We compute the mean current of 10 meshes of deep brain structures: Caudate, Putamen, Globus Pallidus, Amygdala and Hippocampus for each hemisphere for 50 autistics children of age 2 [Hazlett et al., 2005]. For surfaces, we represent a momenta by a small triangle whose normal is the momenta. Results are shown in Fig. 3. The compression ratio achieved for these 10 surfaces is on average of 99.96%. Representing the mean requires 1.2 Kb in our framework, versus 8 Mb originally. Fig. 3 (right panel) shows that the quality of approximation remains good until very high compression ratio. The deformation of a mean obtained from only 3 shape instances, each with 15 000 points, which was previously taking 10 hours, is now taking about 5 minutes (using the same code as in [Vaillant and Glaunes, 2005; Durrleman et al., 2008a]. For the full set of 50 instances, deforming the former still requires 5 minutes while it is not feasible to deform the later without high performance computing.

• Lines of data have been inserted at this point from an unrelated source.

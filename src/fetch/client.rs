//! HTTP fetcher for the registry's studies endpoint.
//!
//! [`RegistryClient`] issues one bounded-retry GET per page. Exhausting the
//! retry budget yields [`FetchError::Exhausted`] so the caller can stop
//! gracefully with what it already has.

use std::sync::Arc;
use std::time::Duration;

use async_trait::async_trait;
use reqwest::Client;
use tracing::{debug, error, instrument, warn};
use url::Url;

use super::error::FetchError;
use super::query::StudyQuery;
use super::record::Page;
use super::retry::{Delay, RetryDecision, RetryPolicy, TokioDelay};

/// Public studies endpoint (API v2).
pub const DEFAULT_BASE_URL: &str = "https://clinicaltrials.gov/api/v2/studies";

/// Default per-attempt request timeout.
pub const DEFAULT_HTTP_TIMEOUT: Duration = Duration::from_secs(30);

const USER_AGENT: &str = concat!("ctgov-ingest/", env!("CARGO_PKG_VERSION"));

/// A source of result pages addressed by continuation token.
///
/// `None` requests the first page.
#[async_trait]
pub trait PageSource: Send + Sync {
    /// Fetches one page.
    ///
    /// # Errors
    ///
    /// Returns [`FetchError`] when the page could not be obtained.
    async fn fetch_page(&self, page_token: Option<&str>) -> Result<Page, FetchError>;

    /// Page size requested per call, used for progress estimates.
    fn page_size(&self) -> u32;
}

/// Registry HTTP client with bounded retry.
///
/// Created once per run and reused for every page to benefit from
/// connection pooling.
#[derive(Clone)]
pub struct RegistryClient {
    client: Client,
    base_url: Url,
    query: StudyQuery,
    retry: RetryPolicy,
    delay: Arc<dyn Delay>,
}

impl std::fmt::Debug for RegistryClient {
    fn fmt(&self, f: &mut std::fmt::Formatter<'_>) -> std::fmt::Result {
        f.debug_struct("RegistryClient")
            .field("base_url", &self.base_url.as_str())
            .field("query", &self.query)
            .field("retry", &self.retry)
            .finish_non_exhaustive()
    }
}

impl RegistryClient {
    /// Creates a client with the given per-attempt timeout.
    ///
    /// # Errors
    ///
    /// Returns [`FetchError::Network`] if the HTTP client cannot be built.
    pub fn new(base_url: Url, query: StudyQuery, timeout: Duration) -> Result<Self, FetchError> {
        let client = Client::builder()
            .timeout(timeout)
            .user_agent(USER_AGENT)
            .gzip(true)
            .build()
            .map_err(|source| FetchError::Network {
                url: base_url.to_string(),
                source,
            })?;

        Ok(Self {
            client,
            base_url,
            query,
            retry: RetryPolicy::default(),
            delay: Arc::new(TokioDelay),
        })
    }

    /// Replaces the retry policy.
    #[must_use]
    pub fn with_retry_policy(mut self, retry: RetryPolicy) -> Self {
        self.retry = retry;
        self
    }

    /// Replaces the delay used between attempts.
    #[must_use]
    pub fn with_delay(mut self, delay: Arc<dyn Delay>) -> Self {
        self.delay = delay;
        self
    }

    /// Returns the search query this client sends.
    #[must_use]
    pub fn query(&self) -> &StudyQuery {
        &self.query
    }

    fn request_url(&self, page_token: Option<&str>) -> Url {
        let mut url = self.base_url.clone();
        url.query_pairs_mut()
            .extend_pairs(self.query.params(page_token));
        url
    }

    /// Performs one attempt: GET, status check, JSON decode.
    async fn attempt(&self, url: Url) -> Result<Page, FetchError> {
        let endpoint = self.base_url.as_str();
        let response = self
            .client
            .get(url)
            .send()
            .await
            .map_err(|e| FetchError::from_reqwest(endpoint, e))?;

        let status = response.status();
        if !status.is_success() {
            let body = response.text().await.unwrap_or_default();
            return Err(FetchError::http_status(endpoint, status.as_u16(), &body));
        }

        let bytes = response
            .bytes()
            .await
            .map_err(|e| FetchError::from_reqwest(endpoint, e))?;
        serde_json::from_slice(&bytes).map_err(|e| FetchError::decode(endpoint, e.to_string()))
    }
}

#[async_trait]
impl PageSource for RegistryClient {
    #[instrument(skip(self), fields(has_token = page_token.is_some()))]
    async fn fetch_page(&self, page_token: Option<&str>) -> Result<Page, FetchError> {
        let url = self.request_url(page_token);
        let mut attempt = 1;

        loop {
            match self.attempt(url.clone()).await {
                Ok(page) => {
                    debug!(attempt, studies = page.studies.len(), "page received");
                    return Ok(page);
                }
                Err(err) => {
                    if let FetchError::HttpStatus {
                        status,
                        body_preview,
                        ..
                    } = &err
                    {
                        error!(status, attempt, body = %body_preview, "registry returned error status");
                    } else {
                        warn!(attempt, error = %err, "registry request failed");
                    }

                    match self.retry.should_retry(attempt) {
                        RetryDecision::Retry {
                            delay,
                            attempt: next,
                        } => {
                            debug!(delay_ms = delay.as_millis(), next_attempt = next, "backing off");
                            self.delay.sleep(delay).await;
                            attempt = next;
                        }
                        RetryDecision::DoNotRetry { reason } => {
                            error!(attempts = attempt, %reason, "giving up on page request");
                            return Err(FetchError::exhausted(attempt, err));
                        }
                    }
                }
            }
        }
    }

    fn page_size(&self) -> u32 {
        self.query.page_size()
    }
}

Similarly, we compute mean from meshes of 7 controls. The difference between both means is a current that we approximate: the arrows of Fig.4 are the first 10 estimated momenta of this difference, suggesting that the autistic mean is more curved at the Hippocampus' extremity and thicker in the middle. Such results still need to be confirmed by rigorous statistical tests.

Figure 3. Mean of subcortical structures from 50 autistics children of age 2 Left: One instance of the database (left): Caudate (dark blue), Putamen (light blue), Globus Pallidus (green), Amygdala (yellow) and Hippocampus (red). Middle: the mean of 50 autistics, approximated with an approximation error below 5% of the variance. Right: the diagram shows that very high compression ratio of the mean can be achieved, while the quality of the approximation remains very good. The red cross corresponds to compression ratio of 5% of the variance, shown in the middle panel. Data courtesy of Guido Gerig and Martin Styner [Hazlett et al., 2005]
Figure 4. Difference between autistic and control mean anatomy The mean of 7 controls is computed (left). The difference between the mean of autistics and mean of control is approximated by our method, leading to the red arrows in the right part of the figure. These arrows are superimposed with the Hippocampus of a control. They show that the mean from autistics is more curved at hippocampus' extremity (area 1) and thicker in area 2.